Have there ever been conducted tests on how fast dogs digest various foods? That is, to determine the glycemic load of various foods with respect to dogs?

  • It should be roughly similar to humans. Starches are high. Meats are low. Commented Aug 10, 2014 at 6:05

1 Answer 1


Yes, but it's complicated. The glycemic index of dog foods depends on various variables, like which carbohydrates are contained in it and how much fiber and which type(s) of fiber the food contains.

This study compared the glycemic indices of different dog foods with starches from different sources:

The GI [glycemic index] (±SE) [standard error] of the single starch sources and dog foods was: white bread: 47 ± 11, cooked white rice: 71 ± 14, cooked green lentils: 60 ± 20 (P = 0.569), traditional grain: 83 ± 17, whole grain: 56 ± 8, grain-free: 41 ± 6, and vegan: 65 ± 15 (P = 0.154). No statistical differences in glycemic response over time were observed between the single starch sources or the extruded diets tested (P = 0.1412; P = 0.2651). The insulinemic response elicited by the extruded diets was also not different (P = 0.079); however, the traditional grain diet did have the slowest time to peak for insulin (P = 0.0078).

This study also compared how fast different starches raised the blood sugar level:

Dogs’ immediate post‐prandial glucose and insulin responses (AUC ≤ 30 min) were greater for brewer’s rice, corn, and cassava flour diets (p < 0.05), and later meal responses (AUC ≥ 30 min) were greater for sorghum, lentil and pea diets (p < 0.05).

This study even compared the metabolism of carbohydrates in cats and dogs:

Two studies were designed to determine the research objectives:

• Determine species metabolic differences (dog versus cat) to both low and high glycemic index carbohydrate sources, and link these to postprandial cardiovascular and methylglyoxal results;


• Compare long-term health benefits of diets formulated with pulse starch to a modified cornstarch diet in dogs versus cats, including digestibility, glycemic, insulinemic, and cardiovascular responses, and postprandial methylglyoxal levels.

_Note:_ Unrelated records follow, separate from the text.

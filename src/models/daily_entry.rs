//! Timesheet entry model.
//!
//! A [`DailyEntry`] is one real day of logged work. Persisted entries are
//! read leniently: the hours field accepts numbers and numeric strings, and
//! anything else reads as zero hours.

use std::str::FromStr;

use chrono::NaiveDate;
use rust_decimal::Decimal;
use serde::{Deserialize, Deserializer, Serialize};
use serde_json::Value;

/// One day of logged work for an employee.
///
/// # Example
///
/// ```
/// use attendance_engine::models::DailyEntry;
/// use chrono::NaiveDate;
/// use rust_decimal::Decimal;
///
/// let entry: DailyEntry = serde_json::from_str(
///     r#"{"date": "2023-04-03", "hours": 9, "task": "API review"}"#,
/// ).unwrap();
/// assert_eq!(entry.date, NaiveDate::from_ymd_opt(2023, 4, 3).unwrap());
/// assert_eq!(entry.hours, Decimal::new(9, 0));
/// ```
#[derive(Debug, Clone, PartialEq, Eq, Serialize, Deserialize)]
pub struct DailyEntry {
    /// The calendar date worked.
    pub date: NaiveDate,
    /// Hours logged that day.
    #[serde(default, deserialize_with = "deserialize_lenient_hours")]
    pub hours: Decimal,
    /// Free-text task label, for display only.
    #[serde(default)]
    pub task: String,
}

impl DailyEntry {
    /// Creates a new entry.
    pub fn new(date: NaiveDate, hours: Decimal, task: impl Into<String>) -> Self {
        Self {
            date,
            hours,
            task: task.into(),
        }
    }

    /// Returns the logged hours with negative values clamped to zero.
    pub fn worked_hours(&self) -> Decimal {
        self.hours.max(Decimal::ZERO)
    }
}

fn deserialize_lenient_hours<'de, D>(deserializer: D) -> Result<Decimal, D::Error>
where
    D: Deserializer<'de>,
{
    let value = Option::<Value>::deserialize(deserializer)?;
    Ok(value
        .as_ref()
        .and_then(hours_from_value)
        .unwrap_or(Decimal::ZERO))
}

fn hours_from_value(value: &Value) -> Option<Decimal> {
    match value {
        Value::Number(number) => parse_decimal(&number.to_string()),
        Value::String(text) => parse_decimal(text.trim()),
        _ => None,
    }
}

fn parse_decimal(text: &str) -> Option<Decimal> {
    Decimal::from_str(text)
        .or_else(|_| Decimal::from_scientific(text))
        .ok()
}
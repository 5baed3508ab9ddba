//! Error types for the Attendance Engine.
//!
//! The calculation itself never fails; these errors come from the layers
//! around it: configuration loading, roster lookups, the key-value store,
//! and validation of records submitted through the API.

use chrono::NaiveDate;
use thiserror::Error;

/// The main error type for the Attendance Engine.
///
/// # Example
///
/// ```
/// use attendance_engine::error::EngineError;
///
/// let error = EngineError::EmployeeNotFound {
///     id: "42".to_string(),
/// };
/// assert_eq!(error.to_string(), "Employee not found: 42");
/// ```
#[derive(Debug, Error)]
pub enum EngineError {
    /// Configuration file was not found at the specified path.
    #[error("Configuration file not found: {path}")]
    ConfigNotFound {
        /// The path that was not found.
        path: String,
    },

    /// Configuration file could not be parsed.
    #[error("Failed to parse configuration file '{path}': {message}")]
    ConfigParseError {
        /// The path to the file that failed to parse.
        path: String,
        /// A description of the parse error.
        message: String,
    },

    /// A policy value is outside its permitted range.
    #[error("Invalid policy field '{field}': {message}")]
    InvalidPolicy {
        /// The policy field that was invalid.
        field: String,
        /// A description of what made the field invalid.
        message: String,
    },

    /// No employee with the given id exists in the roster.
    #[error("Employee not found: {id}")]
    EmployeeNotFound {
        /// The employee id that was looked up.
        id: String,
    },

    /// The key-value store failed to read or write a key.
    #[error("Storage error for key '{key}': {message}")]
    StorageError {
        /// The storage key involved.
        key: String,
        /// A description of the failure.
        message: String,
    },

    /// A submitted timesheet entry or leave request was rejected.
    #[error("Invalid entry for {date}: {message}")]
    InvalidEntry {
        /// The date of the rejected record.
        date: NaiveDate,
        /// A description of what made the record invalid.
        message: String,
    },
}

/// A type alias for Results that return EngineError.
pub type EngineResult<T> = Result<T, EngineError>;
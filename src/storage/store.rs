//! Key-value store abstraction.
//!
//! The original front end kept everything in a browser-wide string store.
//! Here the store is an injected dependency with a two-method interface.

use std::collections::HashMap;

use crate::error::EngineResult;

/// A string-keyed byte store.
pub trait KeyValueStore {
    /// Reads the value stored under `key`, or `None` if absent.
    fn get(&self, key: &str) -> EngineResult<Option<Vec<u8>>>;

    /// Stores `value` under `key`, replacing any previous value.
    fn put(&mut self, key: &str, value: Vec<u8>) -> EngineResult<()>;
}

/// A [`KeyValueStore`] held in memory.
///
/// # Example
///
/// ```
/// use attendance_engine::storage::{InMemoryStore, KeyValueStore};
///
/// let mut store = InMemoryStore::new();
/// assert_eq!(store.get("missing").unwrap(), None);
///
/// store.put("greeting", b"hello".to_vec()).unwrap();
/// assert_eq!(store.get("greeting").unwrap(), Some(b"hello".to_vec()));
/// ```
#[derive(Debug, Clone, Default)]
pub struct InMemoryStore {
    values: HashMap<String, Vec<u8>>,
}

impl InMemoryStore {
    /// Creates an empty store.
    pub fn new() -> Self {
        Self::default()
    }

    /// Number of keys held.
    pub fn len(&self) -> usize {
        self.values.len()
    }

    /// Returns true if no keys are held.
    pub fn is_empty(&self) -> bool {
        self.values.is_empty()
    }
}

impl KeyValueStore for InMemoryStore {
    fn get(&self, key: &str) -> EngineResult<Option<Vec<u8>>> {
        Ok(self.values.get(key).cloned())
    }

    fn put(&mut self, key: &str, value: Vec<u8>) -> EngineResult<()> {
        self.values.insert(key.to_string(), value);
        Ok(())
    }
}
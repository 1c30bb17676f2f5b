use nalgebra::{DMatrix, DVector};
use sprs::CsMat;
use thiserror::Error;

/// LU factorization hit a zero or non-finite pivot.
#[derive(Error, Debug, Clone, Copy, PartialEq)]
#[error("Matrix is singular at column {column}")]
pub struct SingularMatrix {
    pub column: usize,
}

/// Dense LU solver with partial pivoting.
///
/// Storage is sized once at construction; `factor` and `solve_in_place`
/// never allocate, so the solver can be driven from the audio thread.
#[derive(Debug, Clone)]
pub struct LuSolver {
    matrix: DMatrix<f64>,
    pivots: Vec<usize>,
}

impl LuSolver {
    pub fn new(size: usize) -> Self {
        LuSolver {
            matrix: DMatrix::zeros(size, size),
            pivots: vec![0; size],
        }
    }

    pub fn size(&self) -> usize {
        self.pivots.len()
    }

    /// Matrix to be filled before calling [`LuSolver::factor`].
    pub fn matrix_mut(&mut self) -> &mut DMatrix<f64> {
        &mut self.matrix
    }

    /// Factor the matrix in place into `L` (unit lower) and `U`.
    pub fn factor(&mut self) -> Result<(), SingularMatrix> {
        let n = self.size();
        for k in 0..n {
            let mut pivot_row = k;
            let mut pivot_abs = self.matrix[(k, k)].abs();
            for r in (k + 1)..n {
                let candidate = self.matrix[(r, k)].abs();
                if candidate > pivot_abs {
                    pivot_row = r;
                    pivot_abs = candidate;
                }
            }
            if !(pivot_abs > f64::MIN_POSITIVE) || !pivot_abs.is_finite() {
                return Err(SingularMatrix { column: k });
            }

            self.pivots[k] = pivot_row;
            if pivot_row != k {
                self.matrix.swap_rows(k, pivot_row);
            }

            let pivot = self.matrix[(k, k)];
            for r in (k + 1)..n {
                let factor = self.matrix[(r, k)] / pivot;
                self.matrix[(r, k)] = factor;
                if factor != 0.0 {
                    for c in (k + 1)..n {
                        let upper = self.matrix[(k, c)];
                        self.matrix[(r, c)] -= factor * upper;
                    }
                }
            }
        }
        Ok(())
    }

    /// Overwrite `rhs` with the solution of `A x = rhs` using the last factorization.
    pub fn solve_in_place(&self, rhs: &mut DVector<f64>) {
        let n = self.size();
        for k in 0..n {
            let p = self.pivots[k];
            if p != k {
                rhs.swap_rows(k, p);
            }
        }
        // Forward substitution with unit diagonal
        for r in 0..n {
            let mut sum = rhs[r];
            for c in 0..r {
                sum -= self.matrix[(r, c)] * rhs[c];
            }
            rhs[r] = sum;
        }
        // Back substitution
        for r in (0..n).rev() {
            let mut sum = rhs[r];
            for c in (r + 1)..n {
                sum -= self.matrix[(r, c)] * rhs[c];
            }
            rhs[r] = sum / self.matrix[(r, r)];
        }
    }
}

/// Solve `A x = b` once, allocating a fresh solver.
pub fn solve_dense(matrix: &DMatrix<f64>, rhs: &DVector<f64>) -> Result<DVector<f64>, SingularMatrix> {
    let mut solver = LuSolver::new(matrix.nrows());
    solver.matrix_mut().copy_from(matrix);
    solver.factor()?;
    let mut solution = rhs.clone();
    solver.solve_in_place(&mut solution);
    Ok(solution)
}

/// Convert sparse matrix to dense matrix
pub fn sparse_to_dense(sparse: &CsMat<f64>) -> DMatrix<f64> {
    let mut dense = DMatrix::zeros(sparse.rows(), sparse.cols());

    for (value, (row, col)) in sparse.iter() {
        dense[(row, col)] = *value;
    }

    dense
}
/// Expression node.
#[derive(Debug, Clone, PartialEq)]
pub enum Expr {
    Constant(f64),
    Variable(Symbol),
    Sum(Vec<Expr>),
    Product(Vec<Expr>),
    Power(Box<Expr>, Box<Expr>),
    Call(Function, Box<Expr>),
}

impl Expr {
    pub fn constant(value: f64) -> Expr {
        Expr::Constant(value)
    }

    pub fn zero() -> Expr {
        Expr::Constant(0.0)
    }

    pub fn var(symbol: Symbol) -> Expr {
        Expr::Variable(symbol)
    }

    pub fn unknown(index: usize) -> Expr {
        Expr::Variable(Symbol::Unknown(index))
    }

    pub fn as_constant(&self) -> Option<f64> {
        match self {
            Expr::Constant(c) => Some(*c),
            _ => None,
        }
    }

    pub fn is_zero(&self) -> bool {
        self.as_constant() == Some(0.0)
    }

    /// Split a term into its numeric coefficient and the remaining base.
    fn coefficient_and_base(&self) -> (f64, Expr) {
        match self {
            Expr::Constant(c) => (*c, Expr::Constant(1.0)),
            Expr::Product(factors) => match factors.split_first() {
                Some((Expr::Constant(c), rest)) => {
                    let base = if rest.len() == 1 {
                        rest[0].clone()
                    } else {
                        Expr::Product(rest.to_vec())
                    };
                    (*c, base)
                }
                _ => (1.0, self.clone()),
            },
            _ => (1.0, self.clone()),
        }
    }

    /// `coefficient * base` without further simplification.
    fn scaled_term(coefficient: f64, base: Expr) -> Expr {
        if coefficient == 1.0 {
            return base;
        }
        match base {
            Expr::Product(mut factors) => {
                factors.insert(0, Expr::Constant(coefficient));
                Expr::Product(factors)
            }
            base => Expr::Product(vec![Expr::Constant(coefficient), base]),
        }
    }

    /// Simplifying sum: flattens, folds constants and collects like terms.
    pub fn sum(terms: Vec<Expr>) -> Expr {
        let mut constant = 0.0;
        let mut collected: Vec<(f64, Expr)> = Vec::new();
        let mut pending = terms;
        pending.reverse();

        while let Some(term) = pending.pop() {
            match term {
                Expr::Constant(c) => constant += c,
                Expr::Sum(inner) => pending.extend(inner.into_iter().rev()),
                term => {
                    let (coefficient, base) = term.coefficient_and_base();
                    match collected.iter_mut().find(|(_, b)| *b == base) {
                        Some((c, _)) => *c += coefficient,
                        None => collected.push((coefficient, base)),
                    }
                }
            }
        }

        let mut result: Vec<Expr> = collected
            .into_iter()
            .filter(|(c, _)| *c != 0.0)
            .map(|(c, base)| Expr::scaled_term(c, base))
            .collect();
        if constant != 0.0 {
            result.push(Expr::Constant(constant));
        }

        match result.len() {
            0 => Expr::zero(),
            1 => result.pop().unwrap_or_else(Expr::zero),
            _ => Expr::Sum(result),
        }
    }

    /// Simplifying product: flattens, folds constants, merges powers of the
    /// same base and distributes a constant over a single sum.
    pub fn product(factors: Vec<Expr>) -> Expr {
        let mut coefficient = 1.0;
        let mut bases: Vec<(Expr, Expr)> = Vec::new();
        let mut pending = factors;
        pending.reverse();

        while let Some(factor) = pending.pop() {
            match factor {
                Expr::Constant(c) => coefficient *= c,
                Expr::Product(inner) => pending.extend(inner.into_iter().rev()),
                factor => {
                    let (base, exponent) = match factor {
                        Expr::Power(base, exponent) => (*base, *exponent),
                        other => (other, Expr::Constant(1.0)),
                    };
                    match bases.iter_mut().find(|(b, _)| *b == base) {
                        Some((_, e)) => *e = Expr::sum(vec![e.clone(), exponent]),
                        None => bases.push((base, exponent)),
                    }
                }
            }
        }

        if coefficient == 0.0 {
            return Expr::zero();
        }

        let mut rest = Vec::with_capacity(bases.len());
        for (base, exponent) in bases {
            match Expr::pow(base, exponent) {
                Expr::Constant(c) => coefficient *= c,
                Expr::Product(inner) => rest.extend(inner),
                other => rest.push(other),
            }
        }

        match rest.len() {
            0 => Expr::Constant(coefficient),
            1 => {
                let factor = rest.remove(0);
                if coefficient == 1.0 {
                    factor
                } else if let Expr::Sum(terms) = factor {
                    Expr::sum(terms.into_iter().map(|t| t.scaled(coefficient)).collect())
                } else {
                    Expr::Product(vec![Expr::Constant(coefficient), factor])
                }
            }
            _ => {
                if coefficient != 1.0 {
                    rest.insert(0, Expr::Constant(coefficient));
                }
                Expr::Product(rest)
            }
        }
    }

    pub fn pow(base: Expr, exponent: Expr) -> Expr {
        match (&base, &exponent) {
            (Expr::Constant(b), Expr::Constant(e)) => Expr::Constant(b.powf(*e)),
            (_, Expr::Constant(e)) if *e == 0.0 => Expr::Constant(1.0),
            (_, Expr::Constant(e)) if *e == 1.0 => base,
            (Expr::Constant(b), _) if *b == 1.0 => Expr::Constant(1.0),
            (Expr::Power(inner, e1), Expr::Constant(e2)) if e2.fract() == 0.0 => {
                Expr::pow((**inner).clone(), Expr::product(vec![(**e1).clone(), exponent]))
            }
            (Expr::Product(factors), Expr::Constant(e)) if e.fract() == 0.0 => Expr::product(
                factors
                    .iter()
                    .map(|f| Expr::pow(f.clone(), Expr::Constant(*e)))
                    .collect(),
            ),
            _ => Expr::Power(Box::new(base), Box::new(exponent)),
        }
    }

    pub fn call(function: Function, arg: Expr) -> Expr {
        match arg {
            Expr::Constant(c) => Expr::Constant(function.apply(c)),
            arg => Expr::Call(function, Box::new(arg)),
        }
    }

    pub fn scaled(self, factor: f64) -> Expr {
        Expr::product(vec![Expr::Constant(factor), self])
    }

    pub fn recip(self) -> Expr {
        Expr::pow(self, Expr::Constant(-1.0))
    }

    /// True if any symbol in the expression satisfies `pred`.
    pub fn depends_on(&self, pred: &impl Fn(Symbol) -> bool) -> bool {
        match self {
            Expr::Constant(_) => false,
            Expr::Variable(s) => pred(*s),
            Expr::Sum(items) | Expr::Product(items) => items.iter().any(|e| e.depends_on(pred)),
            Expr::Power(base, exponent) => base.depends_on(pred) || exponent.depends_on(pred),
            Expr::Call(_, arg) => arg.depends_on(pred),
        }
    }

    pub fn contains(&self, symbol: Symbol) -> bool {
        self.depends_on(&|s| s == symbol)
    }

    /// Collect every symbol into `out`.
    pub fn symbols(&self, out: &mut BTreeSet<Symbol>) {
        match self {
            Expr::Constant(_) => {}
            Expr::Variable(s) => {
                out.insert(*s);
            }
            Expr::Sum(items) | Expr::Product(items) => {
                for item in items {
                    item.symbols(out);
                }
            }
            Expr::Power(base, exponent) => {
                base.symbols(out);
                exponent.symbols(out);
            }
            Expr::Call(_, arg) => arg.symbols(out),
        }
    }

    /// Symbolic partial derivative with respect to `symbol`.
    pub fn derivative(&self, symbol: Symbol) -> Expr {
        if !self.contains(symbol) {
            return Expr::zero();
        }
        match self {
            Expr::Constant(_) => Expr::zero(),
            Expr::Variable(s) => Expr::Constant(if *s == symbol { 1.0 } else { 0.0 }),
            Expr::Sum(terms) => Expr::sum(terms.iter().map(|t| t.derivative(symbol)).collect()),
            Expr::Product(factors) => {
                let mut terms = Vec::new();
                for (i, factor) in factors.iter().enumerate() {
                    let d = factor.derivative(symbol);
                    if d.is_zero() {
                        continue;
                    }
                    let mut parts: Vec<Expr> = factors
                        .iter()
                        .enumerate()
                        .filter(|(j, _)| *j != i)
                        .map(|(_, f)| f.clone())
                        .collect();
                    parts.push(d);
                    terms.push(Expr::product(parts));
                }
                Expr::sum(terms)
            }
            Expr::Power(base, exponent) => {
                let db = base.derivative(symbol);
                if !exponent.contains(symbol) {
                    // d(b^e) = e * b^(e-1) * b'
                    let lowered = Expr::sum(vec![(**exponent).clone(), Expr::Constant(-1.0)]);
                    Expr::product(vec![
                        (**exponent).clone(),
                        Expr::pow((**base).clone(), lowered),
                        db,
                    ])
                } else {
                    // d(b^e) = b^e * (e' ln b + e b' / b)
                    let de = exponent.derivative(symbol);
                    let ln_b = Expr::call(Function::Ln, (**base).clone());
                    Expr::product(vec![
                        self.clone(),
                        Expr::sum(vec![
                            Expr::product(vec![de, ln_b]),
                            Expr::product(vec![
                                (**exponent).clone(),
                                db,
                                (**base).clone().recip(),
                            ]),
                        ]),
                    ])
                }
            }
            Expr::Call(function, arg) => {
                Expr::product(vec![function.derivative_at(arg), arg.derivative(symbol)])
            }
        }
    }

    /// Replace symbols for which `f` returns an expression, re-simplifying on the way up.
    pub fn substitute(&self, f: &impl Fn(Symbol) -> Option<Expr>) -> Expr {
        match self {
            Expr::Constant(c) => Expr::Constant(*c),
            Expr::Variable(s) => f(*s).unwrap_or(Expr::Variable(*s)),
            Expr::Sum(terms) => Expr::sum(terms.iter().map(|t| t.substitute(f)).collect()),
            Expr::Product(factors) => {
                Expr::product(factors.iter().map(|t| t.substitute(f)).collect())
            }
            Expr::Power(base, exponent) => Expr::pow(base.substitute(f), exponent.substitute(f)),
            Expr::Call(function, arg) => Expr::call(*function, arg.substitute(f)),
        }
    }

    /// Split into linear coefficients on symbols selected by `is_var` plus a remainder.
    ///
    /// Coefficients are returned in first-appearance order. Any selected
    /// symbol left in the remainder appears nonlinearly.
    pub fn linear_split(&self, is_var: &impl Fn(Symbol) -> bool) -> (Vec<(Symbol, f64)>, Expr) {
        let terms: &[Expr] = match self {
            Expr::Sum(terms) => terms,
            other => std::slice::from_ref(other),
        };

        let mut coefficients: Vec<(Symbol, f64)> = Vec::new();
        let mut rest = Vec::new();
        for term in terms {
            let (c, base) = term.coefficient_and_base();
            match base {
                Expr::Variable(s) if is_var(s) => match coefficients.iter_mut().find(|(v, _)| *v == s) {
                    Some((_, existing)) => *existing += c,
                    None => coefficients.push((s, c)),
                },
                _ => rest.push(term.clone()),
            }
        }
        (coefficients, Expr::sum(rest))
    }

    /// Numeric evaluation with symbol values supplied by `lookup`.
    pub fn eval(&self, lookup: &impl Fn(Symbol) -> f64) -> f64 {
        match self {
            Expr::Constant(c) => *c,
            Expr::Variable(s) => lookup(*s),
            Expr::Sum(terms) => terms.iter().map(|t| t.eval(lookup)).sum(),
            Expr::Product(factors) => factors.iter().map(|t| t.eval(lookup)).product(),
            Expr::Power(base, exponent) => base.eval(lookup).powf(exponent.eval(lookup)),
            Expr::Call(function, arg) => function.apply(arg.eval(lookup)),
        }
    }
}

It found no significant differences in how cats and dogs metabolize carbohydrates.

Another study looked at different fiber contents of dog food and measured the effects on diabetic dogs.

Mean postprandial plasma glucose concentration measured every 2 hours for 24 hours, beginning at the time of the morning insulin injection, was significantly (P less than 0.05) lower at most blood sampling times in dogs fed IF [diet containing 15% insoluble-fiber] and SF [diet containing 15% soluble-fiber] diets, compared with dogs fed the LF [low-fiber] diet.